La sindrome di Long Covid ha chiaramente delle conseguenze fisiche, ma si parla anche di conseguenze psicologiche. Come può essere gestita?
L’infezione da COVID-19 ha causato una sofferenza psicologica associata a quella fisica. Tracce di questa sofferenza si riconoscono nella sindrome da Long COVID che spesso si connota per la presenza di sintomi depressivi, disturbi d’ansia, insonnia. In taluni casi si viene a configurare un vero e proprio Disturbo Post Traumatico da Stress. È necessario in questi casi dedicare tempo al recupero del benessere emotivo, facendo ricorso. Se necessario, ad un supporto psicologico per ricevere ascolto, potenziare le risorse personali, ridurre il livello di stress e affrontare la sofferenza emotiva.
Ora, a distanza di due anni, ci troviamo in una situazione più serena rispetto al 2020. Gli effetti della pandemia di COVID-19 sulle nostre menti si sentiranno ancora per tanto tempo?
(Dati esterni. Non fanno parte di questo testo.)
//! Configuration for the upload backend
//!
//! Handles loading and parsing of YAML configuration files with support for
//! environment variable expansion and validation.

use serde::{Deserialize, Serialize};
use std::path::{Path, PathBuf};
use thiserror::Error;

mod loader;

pub use loader::ConfigLoader;

// ============================================================================
// Environment Variable Expansion
// ============================================================================

/// Expand environment variables in a string.
///
/// Supports `${VAR_NAME}` syntax where VAR_NAME must start with a letter or
/// underscore and contain only uppercase letters, digits, and underscores.
fn expand_env_vars(s: &str) -> String {
    let mut result = s.to_string();
    let re = regex_lite::Regex::new(r"\$\{([A-Z_][A-Z0-9_]*)\}").unwrap();

    for cap in re.captures_iter(s) {
        let var_name = &cap[1];
        if let Ok(value) = std::env::var(var_name) {
            result = result.replace(&format!("${{{}}}", var_name), &value);
        }
    }

    result
}

/// Custom deserializer for strings with environment variable expansion.
fn deserialize_with_env<'de, D>(deserializer: D) -> Result<Option<String>, D::Error>
where
    D: serde::de::Deserializer<'de>,
{
    let s: Option<String> = Option::deserialize(deserializer)?;
    Ok(s.map(|v| expand_env_vars(&v)))
}

fn is_valid_http_url(url: &str) -> bool {
    url.starts_with("http://") || url.starts_with("https://")
}

/// Configuration errors
#[derive(Error, Debug)]
pub enum ConfigError {
    #[error("failed to read config file: {0}")]
    IoError(#[from] std::io::Error),

    #[error("failed to parse config: {0}")]
    ParseError(#[from] serde_yaml::Error),

    #[error("invalid configuration: {0}")]
    ValidationError(String),
}

/// Top-level configuration
#[derive(Debug, Clone, Serialize, Deserialize)]
pub struct Config {
    pub store: StoreConfig,
    #[serde(default)]
    pub metrics: MetricsConfig,
}

impl Config {
    pub fn load<P: AsRef<Path>>(path: P) -> Result<Self, ConfigError> {
        ConfigLoader::load(path)
    }

    pub fn validate(&self) -> Result<(), ConfigError> {
        if self.store.bucket.is_empty() {
            return Err(ConfigError::ValidationError(
                "store.bucket must not be empty".into(),
            ));
        }

        if let Some(ref endpoint) = self.store.endpoint {
            if !is_valid_http_url(endpoint) {
                return Err(ConfigError::ValidationError(
                    "store.endpoint must start with http:// or https://".into(),
                ));
            }
        }

        if self.store.part_size == 0 {
            return Err(ConfigError::ValidationError(
                "store.part_size must be greater than zero".into(),
            ));
        }

        Ok(())
    }
}

/// Object-store backend configuration.
///
/// `access_key_id` and `secret_access_key` support `${VAR}` environment
/// expansion so credentials never need to be committed to the YAML file.
#[derive(Debug, Clone, Serialize, Deserialize)]
pub struct StoreConfig {
    pub bucket: String,
    #[serde(default = "default_region")]
    pub region: String,
    #[serde(default)]
    pub endpoint: Option<String>,
    #[serde(default, deserialize_with = "deserialize_with_env")]
    pub access_key_id: Option<String>,
    #[serde(default, deserialize_with = "deserialize_with_env")]
    pub secret_access_key: Option<String>,
    #[serde(default = "default_part_size")]
    pub part_size: usize,
    #[serde(default)]
    pub temp_dir: Option<PathBuf>,
}

pub fn default_region() -> String {
    "us-east-1".to_string()
}

/// S3's minimum non-final part size; the default part size matches the
/// value named in the upload backend's configuration surface.
pub fn default_part_size() -> usize {
    8 * 1024 * 1024
}

/// Metrics HTTP endpoint configuration
#[derive(Debug, Clone, Serialize, Deserialize)]
pub struct MetricsConfig {
    #[serde(default = "default_metrics_enabled")]
    pub enabled: bool,
    #[serde(default = "default_metrics_port")]
    pub port: u16,
}

impl Default for MetricsConfig {
    fn default() -> Self {
        Self {
            enabled: default_metrics_enabled(),
            port: default_metrics_port(),
        }
    }
}

fn default_metrics_enabled() -> bool {
    true
}

fn default_metrics_port() -> u16 {
    9090
}

#[cfg(test)]
mod tests {
    use super::*;

    fn test_config() -> Config {
        Config {
            store: StoreConfig {
                bucket: "test-bucket".into(),
                region: "us-east-1".into(),
                endpoint: None,
                access_key_id: None,
                secret_access_key: None,
                part_size: default_part_size(),
                temp_dir: None,
            },
            metrics: MetricsConfig::default(),
        }
    }

    #[test]
    fn test_default_part_size_is_8_mib() {
        assert_eq!(default_part_size(), 8 * 1024 * 1024);
    }

    #[test]
    fn test_config_validation_empty_bucket() {
        let mut config = test_config();
        config.store.bucket = String::new();
        assert!(config.validate().is_err());
    }

    #[test]
    fn test_config_validation_bad_endpoint() {
        let mut config = test_config();
        config.store.endpoint = Some("ftp://example.com".into());
        assert!(config.validate().is_err());
    }

    #[test]
    fn test_config_validation_zero_part_size() {
        let mut config = test_config();
        config.store.part_size = 0;
        assert!(config.validate().is_err());
    }

    #[test]
    fn test_config_validation_success() {
        let config = test_config();
        assert!(config.validate().is_ok());
    }

    #[test]
    fn test_expand_env_vars_in_access_key() {
        std::env::set_var("TUS_S3_TEST_ACCESS_KEY", "expanded-key");
        let yaml = "store:\n  bucket: b\n  access_key_id: ${TUS_S3_TEST_ACCESS_KEY}\n";
        let expanded = super::expand_env_vars(yaml);
        assert!(expanded.contains("expanded-key"));
        std::env::remove_var("TUS_S3_TEST_ACCESS_KEY");
    }
}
O lei ha notato un leggero miglioramento e meno richieste d’aiuto di questo tipo?
Le reazioni a distanza, così come quelle immediate, non sono generalizzabili, ma legate alle caratteristiche individuali ed al contesto sociale, economico, lavorativo in cui ciascuno di noi ha vissuto durante la pandemia. Certamente, seppur in misura diversa, l’emergenza legata al COVID-19 ha avuto un impatto sulla sfera psichica di ciascuno provocando ferite più o meno profonde che richiederanno tempo per rimarginarsi.
Inoltre, seppur le attuali condizioni ci consentano di condurre una vita pressoché normale, dobbiamo ancora convivere con un margine di incertezza legato ad un futuro che porta con sé delle incognite e che può alimentare un certo grado di allerta.
Certamente il miglioramento della situazione sanitaria ed il conseguente ritorno alla normalità non potrà che avere un effetto benefico sulla salute mentale collettiva.
Cos’è il Long Covid e come gli abitanti affronteranno l’estate 2022
Pillole di curiosità – Io non lo sapevo. E tu?
- Un sondaggio condotto nel 2021 dal Pew Research Center, incentrato sul COVID-19 ha ottenuti i seguenti risultati: la stragrande maggioranza degli americani (89%) ha menzionato almeno un cambiamento negativo nella propria vita. Al contrario, una quota più piccola (sebbene ancora una maggioranza del 73%) ha menzionato almeno un inaspettato rialzo. La maggior parte ha subito questi impatti negativi e riscontri positivi contemporaneamente. Due terzi (67%) degli americani hanno menzionato almeno un cambiamento negativo e almeno un cambiamento positivo dall’inizio della pandemia.